SantiagoActualizado:

«Santiago es hoy en día una ciudad instalada en el conformismo, sin rumbo y que abandonó la excelencia para situarse en la mediocridad». De este modo resumía el portavoz del PP en Compostela los dos años de Martiño Noriega al frente la alcaldía de la ciudad durante la celebración del primer debate sobre el Estado del municipio convocado desde que los rupturistas llegaron al consistorio. Frente al conformismo exhibido por Noriega —que apuntó como principal logro de su mandato el haber devuelto la «normalidad» al Concello—, Agustín Hernández puso el foco en la «frustración» que, en su opinión, ha generado la «incapacidad» del Ejecutivo local para resolver los problemas ordinarios.

«Llegaron a la alcaldía subidos a una ola de indignación que ustedes hábilmente focalizaron en el PP. Lo lograron, pero una vez conquistado el cielo tocaba gestionar el día a día y ahí empezaron las incongruencias y la falta de respuesta a cuestiones ordinarias», reprochó el portavoz popular.
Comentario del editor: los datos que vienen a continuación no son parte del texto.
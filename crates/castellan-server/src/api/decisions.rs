//! Access checks and caller introspection.

use std::collections::BTreeMap;

use axum::Json;
use axum::extract::State;
use axum::extract::rejection::JsonRejection;
use castellan_registry::FieldError;
use castellan_types::{AttributeValue, ResourceAttributes, SubjectId};
use serde::{Deserialize, Serialize};
use serde_json::{Map, Value};

use super::json_body;
use crate::app::AppState;
use crate::error::{ApiError, api_not_found, api_validation_error};
use crate::identity::IdentityContext;

#[derive(Debug, Deserialize)]
pub struct CheckRequest {
    pub action: String,
    pub entity: String,
    #[serde(default)]
    pub resource: Map<String, Value>,
}

#[derive(Debug, Serialize, PartialEq, Eq)]
#[serde(rename_all = "camelCase")]
pub struct CheckResponse {
    pub allowed: bool,
    pub allowed_actions: Vec<String>,
}

/// Evaluates one action for the caller and lists every allowed action.
///
/// The listing is for UI affordances; the protected operation re-checks.
pub async fn check(
    State(state): State<AppState>,
    identity: IdentityContext,
    payload: Result<Json<CheckRequest>, JsonRejection>,
) -> Result<Json<CheckResponse>, ApiError> {
    let request = json_body(payload)?;
    let table = state
        .entities
        .get(&request.entity)
        .ok_or_else(|| api_not_found(format!("entity type '{}' not found", request.entity)))?;
    let resource = resource_from_json(request.resource)?;

    let attrs = identity.attributes();
    let allowed = state
        .evaluator
        .check_with_table(table, attrs, &resource, &request.action);
    let allowed_actions = state
        .evaluator
        .allowed_actions_with_table(table, attrs, &resource);

    Ok(Json(CheckResponse {
        allowed,
        allowed_actions,
    }))
}

/// Builds a resource from an untyped object. `id` names the resource; the
/// other members become typed attributes.
pub(crate) fn resource_from_json(object: Map<String, Value>) -> Result<ResourceAttributes, ApiError> {
    let mut resource = ResourceAttributes::new();
    let mut errors = Vec::new();

    for (name, value) in object {
        if name == "id" {
            match value {
                Value::String(id) => resource = resource.with_id(id),
                Value::Number(n) => resource = resource.with_id(n.to_string()),
                _ => errors.push(FieldError::new("resource.id", "must be a string or number")),
            }
            continue;
        }
        match infer_value(&value) {
            Some(typed) => resource = resource.with_attribute(name, typed),
            None => errors.push(FieldError::new(
                format!("resource.{name}"),
                "unsupported attribute value",
            )),
        }
    }

    if errors.is_empty() {
        Ok(resource)
    } else {
        Err(api_validation_error(errors))
    }
}

/// Infers the attribute type of an untyped JSON value. Empty or mixed lists,
/// nulls and objects have no attribute type.
fn infer_value(value: &Value) -> Option<AttributeValue> {
    match value {
        Value::String(s) => Some(AttributeValue::String(s.clone())),
        Value::Bool(b) => Some(AttributeValue::Boolean(*b)),
        Value::Number(n) => n
            .as_i64()
            .map(AttributeValue::Integer)
            .or_else(|| n.as_f64().map(AttributeValue::Float)),
        Value::Array(items) if !items.is_empty() => {
            if items.iter().all(Value::is_string) {
                items
                    .iter()
                    .map(|v| v.as_str().map(str::to_string))
                    .collect::<Option<Vec<_>>>()
                    .map(AttributeValue::StringList)
            } else {
                items
                    .iter()
                    .map(Value::as_i64)
                    .collect::<Option<Vec<_>>>()
                    .map(AttributeValue::IntegerList)
            }
        }
        _ => None,
    }
}

#[derive(Debug, Serialize, PartialEq)]
#[serde(rename_all = "camelCase")]
pub struct WhoAmI {
    pub subject_id: Option<SubjectId>,
    #[serde(skip_serializing_if = "Option::is_none")]
    pub roles: Option<Vec<String>>,
    #[serde(skip_serializing_if = "BTreeMap::is_empty")]
    pub scoped_roles: BTreeMap<String, Vec<String>>,
    #[serde(skip_serializing_if = "Option::is_none")]
    pub attributes: Option<BTreeMap<String, Value>>,
}

/// The caller's attached attribute set. Anonymous callers get `{"subjectId": null}`.
pub async fn whoami(identity: IdentityContext) -> Json<WhoAmI> {
    let wire = identity.attributes().map(castellan_types::AttributeSet::to_wire);
    Json(WhoAmI {
        subject_id: identity.subject_id,
        roles: wire.as_ref().map(|w| w.roles.clone()),
        scoped_roles: wire
            .as_ref()
            .map(|w| w.scoped_roles.clone())
            .unwrap_or_default(),
        attributes: wire.map(|w| w.attributes),
    })
}

pub async fn list_policies(State(state): State<AppState>) -> Json<Vec<String>> {
    let mut names: Vec<String> = state
        .evaluator
        .registry()
        .list()
        .into_iter()
        .map(str::to_string)
        .collect();
    names.sort();
    Json(names)
}

#[cfg(test)]
mod tests {
    use super::*;
    use castellan_types::Resource;
    use serde_json::json;
    use test_case::test_case;

    #[test_case(json!("gold"), Some(AttributeValue::String("gold".into())) ; "string")]
    #[test_case(json!(7), Some(AttributeValue::Integer(7)) ; "integer")]
    #[test_case(json!(2.5), Some(AttributeValue::Float(2.5)) ; "float")]
    #[test_case(json!(true), Some(AttributeValue::Boolean(true)) ; "boolean")]
    #[test_case(json!(["a", "b"]), Some(AttributeValue::StringList(vec!["a".into(), "b".into()])) ; "string list")]
    #[test_case(json!([1, 2]), Some(AttributeValue::IntegerList(vec![1, 2])) ; "integer list")]
    #[test_case(json!([]), None ; "empty list")]
    #[test_case(json!([1, "a"]), None ; "mixed list")]
    #[test_case(json!(null), None ; "null")]
    #[test_case(json!({"a": 1}), None ; "object")]
    fn test_infer_value(raw: Value, expected: Option<AttributeValue>) {
        assert_eq!(infer_value(&raw), expected);
    }

    #[test]
    fn test_resource_from_json() {
        let Value::Object(object) = json!({"id": 17, "customerId": 100, "status": "open"}) else {
            unreachable!()
        };
        let resource = resource_from_json(object).unwrap();
        assert_eq!(resource.resource_id().as_deref(), Some("17"));
        assert_eq!(resource.attribute("customerId"), Some(AttributeValue::Integer(100)));
        assert_eq!(resource.attribute("id"), None);
    }

    #[test]
    fn test_resource_errors_name_every_field() {
        let Value::Object(object) = json!({"id": [1], "tags": [], "customerId": 1}) else {
            unreachable!()
        };
        let err = resource_from_json(object).unwrap_err();
        let fields: Vec<String> = err
            .body
            .fields
            .unwrap()
            .into_iter()
            .map(|f| f.field)
            .collect();
        assert_eq!(fields, vec!["resource.id", "resource.tags"]);
    }
}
Así, Hernández puso como ejemplo de la «falta de gestión» de Compostela Aberta cuestiones locales como el «fiasco» a la hora de licitar la gestión de los comedores escolares o la tardanza a la hora de rebachear las calles de la ciudad; pero también algunos asuntos que situaron a Santiago en el centro de la polémica a nivel estatal, como el «burdo e insultante» pregón del Carnaval o el «aliento» a la manifestación okupa que acabó convirtiendo las calles de la ciudad en una batalla campal. «Que ustedes se identifiquen con este perfil nos da igual, pero que identifiquen a la ciudad con esto nos abochorna», zanjó Agustín Hernández. Por este motivo, el portavoz del PP instó a los rupturistas a dedicar lo que queda de mandato a ocuparse de los asuntos «del día a día», alejándose del «sectarismo» y «los intereses partidarios». «El Concello necesita un Gobierno que tenga como objetivo servir a la mayoría. No sirve a la mayoría quien justifica los ataques a los símbolos de la ciudad, como el Apóstol, o quien justifica la violencia», señaló.

Por su parte, el alcalde de Santiago censuró al portavoz popular por proyectar un «discurso terriblemente catastrofista» y «asentado en la desmemoria». «Hace tres años esta ciudad estaba en shock», señaló Martiño Noriega, que valoró que tanto él como su equipo han conseguido en dos años y medio devolver la «estabilidad» a la institución y convertir el «ruido» de las críticas en «silencio». «A nadie se le escapa lo que pasó aquí, con tres alcaldes en cuatro años, y la judicialización de la vida municipal», relató.

En este sentido, el regidor compostelano defendió algunos de los «logros» de su etapa de gobierno como instaurar un perfil institucional «asentado en la laicidad» aunque «respetuoso en las creencias» o poner encima de la mesa el debate sobre el modelo de turismo en la ciudad. Asimismo, Noriega reiteró su defensa al polémico pregón del Entroido compostelano y acusó tanto al PP local como al presidente del Gobierno, Mariano Rajoy de «instrumentalizar» una fiesta popular.

BNG y PSdeG

Por su parte, el portavoz del PSdeG en Santiago, Paco Reyes, señaló que, bajo la batuta de Compostela Aberta, la ciudad permanece «dormida» y «sin proyecto» desde el año 2011. Como ejemplo de la falta de planes de futuro de los rupturistas, el socialista lamentó que durante su intervención en el pleno sobre el Estado del Concello, el regidor no pronunciase «ni una sola palabra» sobre el próximo Xacobeo 2021. Además, Reyes acusó a Noriega de ser incapaz de llegar a acuerdos con otras administraciones en asuntos como la futura estación intermodal o la Estación depuradora de la ciudad.

Finalmente, el portavoz del BNG en el municipio, Rubén Cela, criticó la «autocomplacencia» y la falta de «autocrítica» del Gobierno local, al tiempo que apuntaron que tampoco comparten la «versión catastrofista» formulada por los populares. «El Bloque va a estar donde siempre estuvo, fiscalizando la acción de gobierno pero también estando dispuestos a llegar a acuerdos», matizó Cela.